Не один Клостерман, чья чувствительность обострена дружеством к больному, решит, что, может быть, видит его в последний раз. Когда через полгода Фонвизину станет чуть лучше и он сможет, следуя совету медиков, снова направиться в Баден, встречные и поперечные станут неуклюже ему соболезновать. Некая калужанка, устремя на Дениса Ивановича свои буркалы, скажет ему жалким тоном: «Ты не жилец, батюшка!» Купец, квартирный хозяин в Карачеве, «увидя меня без руки, без ноги и почти без языка», посожалеет, «что я имею болезнь, которая делает меня столь безобразным». А встреченная в Семиполках графиня Скавронская ничего не скажет, но лишь горько заплачет, увидя знакомца, столь сломленного болезнью.
Откуда еще возьмется у Фонвизина сила отбрить непрошеных сострадателей? «Вот-на! — скажет он калужской предвещательнице. — Я еще тебя переживу». Купцу, который на глазу имеет шишку величиною с кулак, ядовито заметит: «Правда, однако я моим состоянием не променяюсь на ваше.
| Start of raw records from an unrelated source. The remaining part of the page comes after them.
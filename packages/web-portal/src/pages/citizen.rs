//! Citizen portal: landing page and tax payment

use dioxus::prelude::*;
use treasury_client::{format_kes, NewTaxPayment, PaymentMethod, TaxPayment, TaxType};

use super::{BUTTON, INPUT, LABEL, PANEL};
use crate::auth::use_session;
use crate::components::use_notices;
use crate::forms::{optional, parse_amount, required};
use crate::routes::Route;

#[component]
pub fn CitizenHome() -> Element {
    let session = use_session();
    let name = session
        .current()
        .map(|s| s.office_name().to_string())
        .unwrap_or_default();

    rsx! {
        div {
            div {
                class: "bg-emerald-700 text-white rounded-lg p-8 mb-8",
                h1 { class: "text-3xl font-bold mb-2", "Welcome to the Citizen Portal" }
                p { class: "text-emerald-100", "Signed in as {name}. Pay taxes and follow how public funds are spent." }
            }

            div {
                class: "grid grid-cols-1 md:grid-cols-2 gap-6",
                Link {
                    to: Route::PayTax {},
                    class: "{PANEL} block hover:shadow-md transition-shadow",
                    h2 { class: "text-lg font-semibold text-gray-900 mb-1", "Pay Tax" }
                    p { class: "text-sm text-gray-500", "Income, VAT, corporate, property and excise duty via M-Pesa or card." }
                }
                Link {
                    to: Route::Transparency {},
                    class: "{PANEL} block hover:shadow-md transition-shadow",
                    h2 { class: "text-lg font-semibold text-gray-900 mb-1", "Public Transparency" }
                    p { class: "text-sm text-gray-500", "See every ministry transfer recorded on the ledger." }
                }
            }
        }
    }
}

#[component]
pub fn PayTax() -> Element {
    let session = use_session();
    let mut notices = use_notices();

    let mut taxpayer_name = use_signal(String::new);
    let mut id_number = use_signal(String::new);
    let mut tax_type = use_signal(|| TaxType::Income);
    let mut amount = use_signal(String::new);
    let mut method = use_signal(|| PaymentMethod::Mpesa);
    let mut phone = use_signal(String::new);
    let mut email = use_signal(String::new);
    let mut error = use_signal(|| None::<String>);
    let mut is_pending = use_signal(|| false);
    let mut receipt = use_signal(|| None::<TaxPayment>);

    if let Some(paid) = receipt() {
        return rsx! {
            div {
                class: "{PANEL} max-w-lg",
                h1 { class: "text-2xl font-bold text-gray-900 mb-4", "Payment Received" }
                dl {
                    class: "text-sm space-y-2",
                    ReceiptLine { label: "Receipt", value: paid.receipt_number.clone().unwrap_or_else(|| "Pending".to_string()) }
                    ReceiptLine { label: "Taxpayer", value: paid.taxpayer_name.clone() }
                    ReceiptLine { label: "Tax type", value: paid.tax_type.label() }
                    ReceiptLine { label: "Amount", value: format_kes(paid.amount) }
                    ReceiptLine { label: "Method", value: paid.payment_method.label() }
                }
                button {
                    class: "{BUTTON} mt-6",
                    onclick: move |_| receipt.set(None),
                    "Make another payment"
                }
            }
        };
    }

    let client = session.client.clone();
    let handle_submit = move |evt: FormEvent| {
        evt.prevent_default();
        let parsed = (|| {
            let payment_method = method();
            let phone_number = optional(&phone());
            if payment_method == PaymentMethod::Mpesa && phone_number.is_none() {
                return Err("A phone number is required for M-Pesa payments".to_string());
            }
            Ok(NewTaxPayment {
                taxpayer_name: required(&taxpayer_name(), "Taxpayer name is required")?,
                id_number: required(&id_number(), "ID number is required")?,
                tax_type: tax_type(),
                amount: parse_amount(&amount(), "Please enter a valid amount")?,
                payment_method,
                phone_number,
                email: optional(&email()),
                ministry_id: None,
            })
        })();
        let payment = match parsed {
            Ok(payment) => payment,
            Err(message) => {
                error.set(Some(message));
                return;
            }
        };
        let client = client.clone();

        spawn(async move {
            is_pending.set(true);
            error.set(None);
            match client.pay_tax(&payment).await {
                Ok(paid) => {
                    notices.success("Payment successful", format_kes(paid.amount));
                    amount.set(String::new());
                    receipt.set(Some(paid));
                }
                Err(e) => notices.api_error("Payment failed", &e),
            }
            is_pending.set(false);
        });
    };

    rsx! {
        form {
            class: "{PANEL} max-w-2xl",
            onsubmit: handle_submit,
            h1 { class: "text-2xl font-bold text-gray-900 mb-6", "Pay Tax" }
            if let Some(err) = error() {
                p { class: "mb-4 text-sm text-orange-700", "{err}" }
            }
            div {
                class: "grid grid-cols-1 md:grid-cols-2 gap-4",
                div {
                    label { class: LABEL, "Full name" }
                    input { class: INPUT, value: "{taxpayer_name}", oninput: move |e| taxpayer_name.set(e.value()) }
                }
                div {
                    label { class: LABEL, "National ID number" }
                    input { class: INPUT, value: "{id_number}", oninput: move |e| id_number.set(e.value()) }
                }
                div {
                    label { class: LABEL, "Tax type" }
                    select {
                        class: INPUT,
                        onchange: move |e| {
                            if let Ok(parsed) = e.value().parse() {
                                tax_type.set(parsed);
                            }
                        },
                        for t in TaxType::variants() {
                            option {
                                key: "{t.as_str()}",
                                value: t.as_str(),
                                selected: *t == tax_type(),
                                "{t.label()}"
                            }
                        }
                    }
                }
                div {
                    label { class: LABEL, "Amount (KES)" }
                    input { class: INPUT, value: "{amount}", inputmode: "decimal", oninput: move |e| amount.set(e.value()) }
                }
                div {
                    label { class: LABEL, "Payment method" }
                    div {
                        class: "flex gap-4 text-sm",
                        label {
                            input {
                                r#type: "radio",
                                name: "method",
                                checked: method() == PaymentMethod::Mpesa,
                                onchange: move |_| method.set(PaymentMethod::Mpesa)
                            }
                            " M-Pesa"
                        }
                        label {
                            input {
                                r#type: "radio",
                                name: "method",
                                checked: method() == PaymentMethod::Card,
                                onchange: move |_| method.set(PaymentMethod::Card)
                            }
                            " Card"
                        }
                    }
                }
                if method() == PaymentMethod::Mpesa {
                    div {
                        label { class: LABEL, "M-Pesa phone number" }
                        input { class: INPUT, r#type: "tel", placeholder: "07XX XXX XXX", value: "{phone}", oninput: move |e| phone.set(e.value()) }
                    }
                }
                div {
                    label { class: LABEL, "Email (optional)" }
                    input { class: INPUT, r#type: "email", value: "{email}", oninput: move |e| email.set(e.value()) }
                }
            }
            button {
                r#type: "submit",
                class: "{BUTTON} mt-6",
                disabled: is_pending(),
                if is_pending() { "Processing..." } else { "Pay Now" }
            }
        }
    }
}

#[component]
fn ReceiptLine(label: &'static str, #[props(into)] value: String) -> Element {
    rsx! {
        div {
            class: "flex justify-between",
            dt { class: "text-gray-500", "{label}" }
            dd { class: "font-medium text-gray-900", "{value}" }
        }
    }
}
Мне кажется, что на глазу болона, которую вы носите, гораздо безобразнее хромоты и прочих моих несчастий». И только на слезы графини Скавронской отзовется слезами же:
«Она плакала, видя меня в столь жестоком состоянии, а я от слез слова промолвить не мог».
Впрочем, и ответные слезы, и задетость бесцеремонными замечаниями говорят об одном: о постоянном и мучительном сознании безысходности, о неверии в счастливый исход, которое ведь нередко старается принять вид особо задорной веры.
Однако живуч человек, и вскоре, в январе 1787-го, Денис Иванович вспомнит о прежней своей беспомощности без содрогания, почти весело, как о печальном, но полузабытом контрасте своего нынешнего благополучия: «Благодарю Бога, я великую имею надежду к выздоровлению. Руке, ноге и языку гораздо лучше, и я стал толще. Ожидаю Клостермана; он видел меня в Москве и увидит здесь; следственно, лучше всего он сравнить может тогдашнее мое состояние с настоящим. Ласкаюсь, что найдет он превеличайшую радость».